Friday, May 17, 2013

Quarry/Hit Man





Lawrence Block
Hit Man

Harper Collins, 2009

Max Allan Collins
Quarry

Perfect Crime Books, 2010
(previously published as The Broker)

These two books written with a difference of more than twenty years share a common theme: both are about assassins. The formal difference between them is that Hit Man is a collection of stories linked by one character, and Quarry is a full novel, though quite short one.

Hired killer from the Lawrence Block’s book is named Keller (almost killer), he is about forty, he lives in an apartment in New York, alone (in some stories, he has a dog). Keller gets contracts a woman named Dottie, who serves as a secretary for the old man, who lives in the town of White Hills. Dottie calls Keller, he comes to the old man's house in White Hills, receives the job’s details from the old man acting as a broker, buys a plane ticket and flies to that city, where a future victim lives. While preparing for the job Keller can solve crossword puzzles, visit houses for sale, dreaming, as if he lived in a certain town, or takes part in auctions for philatelists, in general, he just kills time, as does any traveling man when the work itself takes relatively little time.

While each story of the collection is built around a murder, Block devotes relatively little space to very process of "taking away" the victim. Block more interested in how the assassin could spend his time when he is not doing the work. Keller walks his dog, Keller collects stamps, Keller makes acquaintance with a pet sitter, Keller saves grandson of one of the victim from the pool, Keller drink ice tea with Dottie on the veranda. The collection could well be renamed to "Everyday life of a hitman."

«Keller, riding substantially more than a thousand miles, albeit on a plane instead of a horse, was similarly charged with killing a man as yet unmet. And he was drifting into the Old West to do it, first to Denver, then to Casper, Wyoming, and finally to a town called Martingale. That had been reason enough to pick up the book, but was it reason enough to read it? »

Despite his relatively young age, Keller is behaving like a man much older than his years. Outside of work, Keller has a measured and leisurely life. Hit Man is a leisurely read too, where there is much to enjoy.

Quarry from the novel by Max Allan Collins doesn’t have a measured Keller’s life. At the very beginning of the novel the hitman kills a man dressed as a priest at the airport bathroom, after finding in his lining two bags of heroin. Quarry clearly understands his profession: he is an assassin, not muscle. He is supposed to kill their victims, not interrogate them using torture. Quarry hides heroin in the airport safe box, thus giving a lesson to the Broker, a man who gives orders to Quarry.

Quarry is a Vietnam veteran who'd become a drunk, if Broker had not picked him up and teached (so to speak) him how to be a hired killer.

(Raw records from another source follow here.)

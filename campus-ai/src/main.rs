//! campus-ai - AI tutor service
//!
//! Companion service to campus-api: indexes lecture notes into embeddings
//! and answers course questions over them via a local Ollama server.

use anyhow::Result;
use clap::Parser;
use tracing::{error, info, warn};

use campus_ai::ollama::OllamaClient;
use campus_ai::{build_router, AppState};
use campus_common::config::{resolve_root_folder, RootFolder};
use campus_common::db::get_setting_or;

#[derive(Parser, Debug)]
#[command(name = "campus-ai", about = "CAMPUS AI tutor service")]
struct Args {
    /// Root folder holding campus.db and the media directory
    #[arg(long)]
    root_folder: Option<String>,

    /// Listen port override (default from module_config)
    #[arg(long)]
    port: Option<u16>,
}

#[tokio::main]
async fn main() -> Result<()> {
    // Initialize tracing subscriber
    tracing_subscriber::fmt()
        .with_env_filter(
            tracing_subscriber::EnvFilter::from_default_env()
                .add_directive(tracing::Level::INFO.into()),
        )
        .init();

    // Log build identification immediately after tracing init
    info!(
        "Starting CAMPUS AI Tutor (campus-ai) v{} [{}] built {} ({})",
        env!("CARGO_PKG_VERSION"),
        env!("GIT_HASH"),
        env!("BUILD_TIMESTAMP"),
        env!("BUILD_PROFILE")
    );

    let args = Args::parse();

    let root = RootFolder::new(resolve_root_folder(args.root_folder.as_deref()));
    root.ensure_exists()?;

    let db_path = root.database_path();
    info!("Database path: {}", db_path.display());

    let pool = match campus_common::db::init_database(&db_path).await {
        Ok(pool) => {
            info!("✓ Connected to database");
            pool
        }
        Err(e) => {
            error!("Failed to initialize database: {}", e);
            return Err(e.into());
        }
    };

    let ollama = OllamaClient::from_settings(&pool).await?;
    if ollama.is_running().await {
        info!("✓ Model server reachable at {}", ollama.base_url());
    } else {
        warn!(
            "Model server not reachable at {}; falling back to offline embeddings, \
             chat answers degrade until it comes up",
            ollama.base_url()
        );
    }

    let fallback_dim: usize = get_setting_or(&pool, "ai_fallback_embedding_dim", "384")
        .await?
        .parse()
        .unwrap_or(384);

    if !campus_ai::pdf::pdftotext_available() {
        warn!("pdftotext not found in PATH; PDF notes cannot be indexed");
    }

    let state = AppState::new(pool.clone(), ollama, root.media_dir(), fallback_dim);
    let app = build_router(state);

    let module = campus_common::config::load_module_config(&pool, "ai_tutor").await?;
    let port = args.port.unwrap_or(module.port);

    let listener = tokio::net::TcpListener::bind((module.host.as_str(), port)).await?;
    info!("campus-ai listening on http://{}:{}", module.host, port);
    info!("Health check: http://{}:{}/health", module.host, port);

    axum::serve(listener, app).await?;

    Ok(())
}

Quarry has been five years in the business, but he begins to tire of his work. Quarry is irritated by everything: his shiftless life, Broker that holds Quarry for a fool, and his partner in a new business in a small town. Quarry promises himself out of the game, but first he needs to finish the last job, and this is where things go awry.

«I was spoiled, maybe, from five years of smooth runs, five years of nothing-goes-wrong and then all of a sudden Boyd loses his edge and almost gets me killed last job. Then Broker pulls that half-ass, last-minute airport deal on me, where it's not enough I off the guy, I got to play strong-arm and delivery boy too. By that Broker betrayed the trust I had in him and our working arrangement. »

Quarry is an anti-hero created by Collins and you may find it difficult to empathize with him. But when the hitman is in trouble, the reader goes on his side. Collins’s prose is stinging, exposed wires. Dialogues sometimes seem fake, but Collins buys you over with the pressure and energy, apparently with an influence of Mickey Spillane.

Both books have become classics of the genre.